--- BRIEF ---
Copy each line of the records that includes "filename".

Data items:
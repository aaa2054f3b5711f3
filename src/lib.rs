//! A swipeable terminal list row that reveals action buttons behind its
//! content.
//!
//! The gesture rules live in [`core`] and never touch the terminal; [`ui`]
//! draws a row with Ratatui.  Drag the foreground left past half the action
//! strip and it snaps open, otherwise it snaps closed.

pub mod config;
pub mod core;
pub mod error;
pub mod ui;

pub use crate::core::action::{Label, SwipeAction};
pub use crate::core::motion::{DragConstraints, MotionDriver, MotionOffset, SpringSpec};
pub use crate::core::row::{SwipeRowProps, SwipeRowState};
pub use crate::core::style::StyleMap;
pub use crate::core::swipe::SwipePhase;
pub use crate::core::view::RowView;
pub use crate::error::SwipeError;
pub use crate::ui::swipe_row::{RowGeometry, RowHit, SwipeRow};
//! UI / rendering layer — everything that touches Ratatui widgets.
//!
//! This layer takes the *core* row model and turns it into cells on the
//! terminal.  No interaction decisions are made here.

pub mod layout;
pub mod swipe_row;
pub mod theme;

---

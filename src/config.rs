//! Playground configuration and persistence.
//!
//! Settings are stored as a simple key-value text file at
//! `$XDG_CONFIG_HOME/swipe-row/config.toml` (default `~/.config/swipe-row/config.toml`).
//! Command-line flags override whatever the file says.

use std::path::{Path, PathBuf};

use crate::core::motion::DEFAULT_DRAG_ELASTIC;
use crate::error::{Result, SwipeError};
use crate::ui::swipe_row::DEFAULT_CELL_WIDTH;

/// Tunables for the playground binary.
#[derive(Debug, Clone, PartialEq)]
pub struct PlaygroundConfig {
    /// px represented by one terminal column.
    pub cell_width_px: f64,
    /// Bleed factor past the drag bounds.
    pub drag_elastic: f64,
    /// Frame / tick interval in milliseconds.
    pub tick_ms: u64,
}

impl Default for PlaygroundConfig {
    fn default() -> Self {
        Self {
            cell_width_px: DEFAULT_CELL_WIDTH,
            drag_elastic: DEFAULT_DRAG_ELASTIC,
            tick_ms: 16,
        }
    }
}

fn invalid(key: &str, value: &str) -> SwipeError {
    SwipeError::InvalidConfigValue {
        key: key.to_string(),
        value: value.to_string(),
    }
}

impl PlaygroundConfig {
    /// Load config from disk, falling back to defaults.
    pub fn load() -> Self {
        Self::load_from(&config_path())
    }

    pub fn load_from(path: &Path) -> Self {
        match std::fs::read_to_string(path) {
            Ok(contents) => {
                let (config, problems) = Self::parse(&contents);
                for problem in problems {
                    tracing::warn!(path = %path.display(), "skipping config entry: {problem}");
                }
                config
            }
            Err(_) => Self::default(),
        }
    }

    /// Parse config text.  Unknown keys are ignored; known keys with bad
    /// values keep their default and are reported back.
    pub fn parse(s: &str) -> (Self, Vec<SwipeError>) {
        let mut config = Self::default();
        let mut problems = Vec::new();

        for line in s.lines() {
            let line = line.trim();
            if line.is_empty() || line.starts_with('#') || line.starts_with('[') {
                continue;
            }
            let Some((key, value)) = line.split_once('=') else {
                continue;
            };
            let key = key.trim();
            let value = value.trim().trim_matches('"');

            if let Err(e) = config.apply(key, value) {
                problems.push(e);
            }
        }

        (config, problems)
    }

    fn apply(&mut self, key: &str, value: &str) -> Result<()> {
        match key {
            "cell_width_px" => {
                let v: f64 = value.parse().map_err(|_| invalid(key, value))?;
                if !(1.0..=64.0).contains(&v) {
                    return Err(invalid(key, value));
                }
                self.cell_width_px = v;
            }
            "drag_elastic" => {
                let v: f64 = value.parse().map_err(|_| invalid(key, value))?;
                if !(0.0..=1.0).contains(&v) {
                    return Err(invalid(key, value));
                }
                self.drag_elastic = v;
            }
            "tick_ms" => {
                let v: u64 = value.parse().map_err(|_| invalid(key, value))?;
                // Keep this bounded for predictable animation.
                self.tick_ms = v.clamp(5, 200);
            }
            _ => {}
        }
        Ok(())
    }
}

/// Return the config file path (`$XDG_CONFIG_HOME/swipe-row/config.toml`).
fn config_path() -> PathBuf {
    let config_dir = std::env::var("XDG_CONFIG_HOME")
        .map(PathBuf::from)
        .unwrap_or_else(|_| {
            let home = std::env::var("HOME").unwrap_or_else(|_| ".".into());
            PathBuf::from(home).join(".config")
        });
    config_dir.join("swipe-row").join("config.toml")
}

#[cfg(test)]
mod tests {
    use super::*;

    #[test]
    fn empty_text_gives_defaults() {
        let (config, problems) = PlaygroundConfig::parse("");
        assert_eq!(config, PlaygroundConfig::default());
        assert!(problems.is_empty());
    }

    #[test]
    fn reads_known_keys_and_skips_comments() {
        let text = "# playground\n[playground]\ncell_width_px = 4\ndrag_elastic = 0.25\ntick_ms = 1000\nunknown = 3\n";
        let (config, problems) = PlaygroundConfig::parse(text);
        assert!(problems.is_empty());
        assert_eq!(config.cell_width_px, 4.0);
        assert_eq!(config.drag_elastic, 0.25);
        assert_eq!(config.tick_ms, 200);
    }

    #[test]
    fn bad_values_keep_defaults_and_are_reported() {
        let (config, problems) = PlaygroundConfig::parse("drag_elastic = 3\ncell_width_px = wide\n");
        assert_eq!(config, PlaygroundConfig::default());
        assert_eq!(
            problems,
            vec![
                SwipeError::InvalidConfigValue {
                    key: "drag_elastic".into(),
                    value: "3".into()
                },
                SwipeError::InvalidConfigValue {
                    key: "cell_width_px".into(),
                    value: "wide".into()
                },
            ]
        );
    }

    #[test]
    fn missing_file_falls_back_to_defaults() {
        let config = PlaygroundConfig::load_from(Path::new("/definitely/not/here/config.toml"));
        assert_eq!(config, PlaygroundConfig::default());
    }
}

--- RESULT ---
filename src/lib.rs
filename src/config.rs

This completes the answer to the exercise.